As City’s players returned to the home dressing room after exhausting 2-1 win over Liverpool, music shuddered from the speakers.

Technology

But in one corner, three men crowded quietly together.

Consequently, Ederson and John Stones stared at the big screen. Harry Dunn zipped through a timeline of the match to show a replay of Stones clearing the ball off his goal line with only 11 minutes to spare.

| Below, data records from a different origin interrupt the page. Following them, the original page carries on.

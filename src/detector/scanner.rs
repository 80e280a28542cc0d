use std::collections::HashSet;

use super::lexicon::Lexicon;
use super::types::{Finding, LanguageFilter, PulseId};

// ---------------------------------------------------------------------------
// ScanState
// ---------------------------------------------------------------------------

/// Per-session scan bookkeeping.
///
/// Owned by the session engine and reset when the transcript source is
/// cleared. Nothing here is shared; the scanner runs on the session's
/// single event loop.
#[derive(Debug, Default)]
pub struct ScanState {
    /// Last text a pass ran against; unchanged input short-circuits.
    last_text: String,
    /// Phrases already matched this session. A triggered phrase never
    /// re-fires until the state is reset.
    triggered: HashSet<String>,
    /// The finding surfaced by the previous pass, to avoid immediate
    /// repetition of the same suggestion.
    last_surfaced: Option<PulseId>,
}

impl ScanState {
    pub fn new() -> Self {
        Self::default()
    }

    /// Forget everything: triggered phrases may fire again.
    pub fn reset(&mut self) {
        self.last_text.clear();
        self.triggered.clear();
        self.last_surfaced = None;
    }

    pub fn last_surfaced(&self) -> Option<PulseId> {
        self.last_surfaced
    }

    pub fn triggered_count(&self) -> usize {
        self.triggered.len()
    }
}

// ---------------------------------------------------------------------------
// Scan pass
// ---------------------------------------------------------------------------

/// Result of one scan pass.
#[derive(Debug)]
pub enum ScanOutcome {
    MatchFound(Detection),
    NoMatch,
}

/// A selected match: the finding to surface and the phrase that hit.
#[derive(Debug)]
pub struct Detection {
    pub finding: Finding,
    pub phrase: String,
}

/// Run one pass over a transcript snapshot.
///
/// Every not-yet-triggered phrase is containment-tested against the
/// lowercased snapshot; all hits are marked triggered, then the first hit
/// (lexicon order) whose finding differs from the last surfaced one is
/// selected. If every hit repeats the last surfaced finding, the pass
/// surfaces nothing.
///
/// The snapshot is treated as replacement text, not a delta: the
/// transcript source usually appends, but nothing here depends on it.
pub fn scan_transcript(
    state: &mut ScanState,
    lexicon: &Lexicon,
    filter: LanguageFilter,
    text: &str,
) -> ScanOutcome {
    if text.is_empty() || text == state.last_text {
        return ScanOutcome::NoMatch;
    }
    state.last_text = text.to_string();

    let lower = text.to_lowercase();
    let mut candidates: Vec<(String, &Finding)> = Vec::new();

    for (phrase, finding) in lexicon.phrases(filter) {
        if state.triggered.contains(phrase) {
            continue;
        }
        if lower.contains(phrase) {
            state.triggered.insert(phrase.to_string());
            candidates.push((phrase.to_string(), finding));
        }
    }

    if candidates.is_empty() {
        return ScanOutcome::NoMatch;
    }

    let selected = candidates
        .into_iter()
        .find(|(_, finding)| Some(finding.id) != state.last_surfaced);

    match selected {
        Some((phrase, finding)) => {
            state.last_surfaced = Some(finding.id);
            tracing::debug!(pulse = %finding.id, phrase = %phrase, "Scan pass matched");
            ScanOutcome::MatchFound(Detection {
                finding: finding.clone(),
                phrase,
            })
        }
        None => {
            tracing::debug!("Scan pass matched only the last-surfaced finding, suppressed");
            ScanOutcome::NoMatch
        }
    }
}

#[cfg(test)]
mod tests {
    use super::*;
    use crate::detector::types::Language;

    fn scan(state: &mut ScanState, lexicon: &Lexicon, text: &str) -> ScanOutcome {
        scan_transcript(state, lexicon, LanguageFilter::All, text)
    }

    /// Scenario A: an English phrase yields one suggestion for the
    /// slippery pulse finding.
    #[test]
    fn english_phrase_matches() {
        let lexicon = Lexicon::builtin();
        let mut state = ScanState::new();

        match scan(&mut state, &lexicon, "the pulse feels slippery today") {
            ScanOutcome::MatchFound(d) => {
                assert_eq!(d.finding.id, PulseId::Slippery);
                assert_eq!(d.phrase, "slippery");
            }
            ScanOutcome::NoMatch => panic!("expected a match"),
        }
        assert_eq!(state.last_surfaced(), Some(PulseId::Slippery));
    }

    /// Scenario B: the Hebrew alias resolves to the same finding id.
    #[test]
    fn hebrew_alias_consolidates() {
        let lexicon = Lexicon::builtin();
        let mut state = ScanState::new();

        match scan(&mut state, &lexicon, "מרגיש דופק חלקלק בצד ימין") {
            ScanOutcome::MatchFound(d) => assert_eq!(d.finding.id, PulseId::Slippery),
            ScanOutcome::NoMatch => panic!("expected a match"),
        }
    }

    /// A triggered phrase never fires twice for the same state.
    #[test]
    fn triggered_phrase_does_not_refire() {
        let lexicon = Lexicon::builtin();
        let mut state = ScanState::new();

        assert!(matches!(
            scan(&mut state, &lexicon, "pulse is wiry"),
            ScanOutcome::MatchFound(_)
        ));
        assert!(matches!(
            scan(&mut state, &lexicon, "pulse is wiry, still wiry"),
            ScanOutcome::NoMatch
        ));
    }

    /// Unchanged text short-circuits without touching the triggered set.
    #[test]
    fn unchanged_text_short_circuits() {
        let lexicon = Lexicon::builtin();
        let mut state = ScanState::new();

        assert!(matches!(
            scan(&mut state, &lexicon, "no clinical terms here"),
            ScanOutcome::NoMatch
        ));
        let before = state.triggered_count();
        assert!(matches!(
            scan(&mut state, &lexicon, "no clinical terms here"),
            ScanOutcome::NoMatch
        ));
        assert_eq!(state.triggered_count(), before);
    }

    /// Scenario C: when one candidate repeats the immediately prior
    /// finding and another does not, only the non-repeating one surfaces.
    #[test]
    fn tie_break_prefers_non_repeating_finding() {
        let lexicon = Lexicon::builtin();
        let mut state = ScanState::new();

        // Surface the rapid pulse first.
        assert!(matches!(
            scan(&mut state, &lexicon, "the pulse is rapid"),
            ScanOutcome::MatchFound(_)
        ));

        // "fast" aliases the rapid pulse again; "deep" is new. The pass
        // must pick the deep pulse even though "fast" comes first in
        // lexicon order.
        match scan(&mut state, &lexicon, "the pulse is rapid, fast and deep") {
            ScanOutcome::MatchFound(d) => assert_eq!(d.finding.id, PulseId::Deep),
            ScanOutcome::NoMatch => panic!("expected the non-repeating finding"),
        }
    }

    /// All candidates repeating the prior finding surfaces nothing.
    #[test]
    fn all_repeating_candidates_surface_nothing() {
        let lexicon = Lexicon::builtin();
        let mut state = ScanState::new();

        assert!(matches!(
            scan(&mut state, &lexicon, "the pulse is rapid"),
            ScanOutcome::MatchFound(_)
        ));
        // "fast" is the only new hit, and it repeats the rapid pulse.
        assert!(matches!(
            scan(&mut state, &lexicon, "the pulse is rapid and fast"),
            ScanOutcome::NoMatch
        ));
        // The phrase was still consumed (source behavior): it cannot
        // re-fire later.
        assert!(matches!(
            scan(&mut state, &lexicon, "fast again, and still fast"),
            ScanOutcome::NoMatch
        ));
    }

    /// Scenario D: reset lets a previously triggered phrase fire again.
    #[test]
    fn reset_allows_refire() {
        let lexicon = Lexicon::builtin();
        let mut state = ScanState::new();

        assert!(matches!(
            scan(&mut state, &lexicon, "slippery quality"),
            ScanOutcome::MatchFound(_)
        ));
        state.reset();
        assert!(matches!(
            scan(&mut state, &lexicon, "slippery quality"),
            ScanOutcome::MatchFound(_)
        ));
    }

    #[test]
    fn empty_lexicon_yields_no_match() {
        let lexicon = Lexicon::empty();
        let mut state = ScanState::new();
        assert!(matches!(
            scan(&mut state, &lexicon, "slippery and wiry and deep"),
            ScanOutcome::NoMatch
        ));
    }

    #[test]
    fn empty_text_yields_no_match() {
        let lexicon = Lexicon::builtin();
        let mut state = ScanState::new();
        assert!(matches!(scan(&mut state, &lexicon, ""), ScanOutcome::NoMatch));
    }

    /// Language filter: with English-only scanning, Hebrew aliases are
    /// invisible.
    #[test]
    fn language_filter_excludes_other_script() {
        let lexicon = Lexicon::builtin();
        let mut state = ScanState::new();
        let outcome = scan_transcript(
            &mut state,
            &lexicon,
            LanguageFilter::Only(Language::En),
            "דופק חלקלק",
        );
        assert!(matches!(outcome, ScanOutcome::NoMatch));
    }

    /// Matching is containment, not tokenization: a phrase inside a
    /// longer word still hits.
    #[test]
    fn containment_not_tokenized() {
        let lexicon = Lexicon::builtin();
        let mut state = ScanState::new();
        match scan(&mut state, &lexicon, "a fasting patient") {
            ScanOutcome::MatchFound(d) => assert_eq!(d.finding.id, PulseId::Rapid),
            ScanOutcome::NoMatch => panic!("containment should match inside words"),
        }
    }
}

By the time they got back to the privacy of their cars, Ederson, Stones or any of their teammates could open the Hudl app on their phone and watch that moment along with every other involvement they had in the game.

How it works

The orange icon will be on most Premier League players’ screens. Some will log on after a match to find a similar comprehensive compilation of highlights. Others will find a selection of clips with complementary or critical coaches’ notes. Some are even required to put together their showreel, demonstrating where they felt they did well and could do better.

When it comes to what happened on the pitch, all 20 Premier League sides have a relationship with the American technology firm. It monitors every match from five tactical cameras, as well as the traditional broadcast angle shown on television.

Watching from high in the stands at Etihad Stadium, two of the clubs performance analysis department worked furiously on laptops. Definately, they used the program to capture the devil on the match’s detail.

Tackles, touches, shots, passes, high presses, deep blocks, set pieces, slip-ups are monitored with about 90 different aspects of the game “coded” live or while the game is going on.

“At half time the coaches can see anything they want,” explains Aaron Briggs, Manchester City’s senior first-team performance analyst.

“If they spot an incident at a corner, we can pull the clip. Thereafter find the best angle to get the coaches’ point across and they will deliver it to the player using the technology.”

Consequently, Briggs has his memories of technology limiting rather than accelerating analysis.

“When I first started my career at Preston in 2008, there was a television with a massive back and a small 20-inch screen. Below, it had a double cassette player. You would play the game on the top VHS, stopping, fast-forwarding to find the bits that you wanted to record on to the bottom deck.” Briggs said.

“Then came the DVD era. Right now, spatial information is the latest frontier in football’s big data arms race. It is the other 98% of the game that no-one has looked at previously.”

In the future, there will be a scouting tool that will flag potential transfer targets.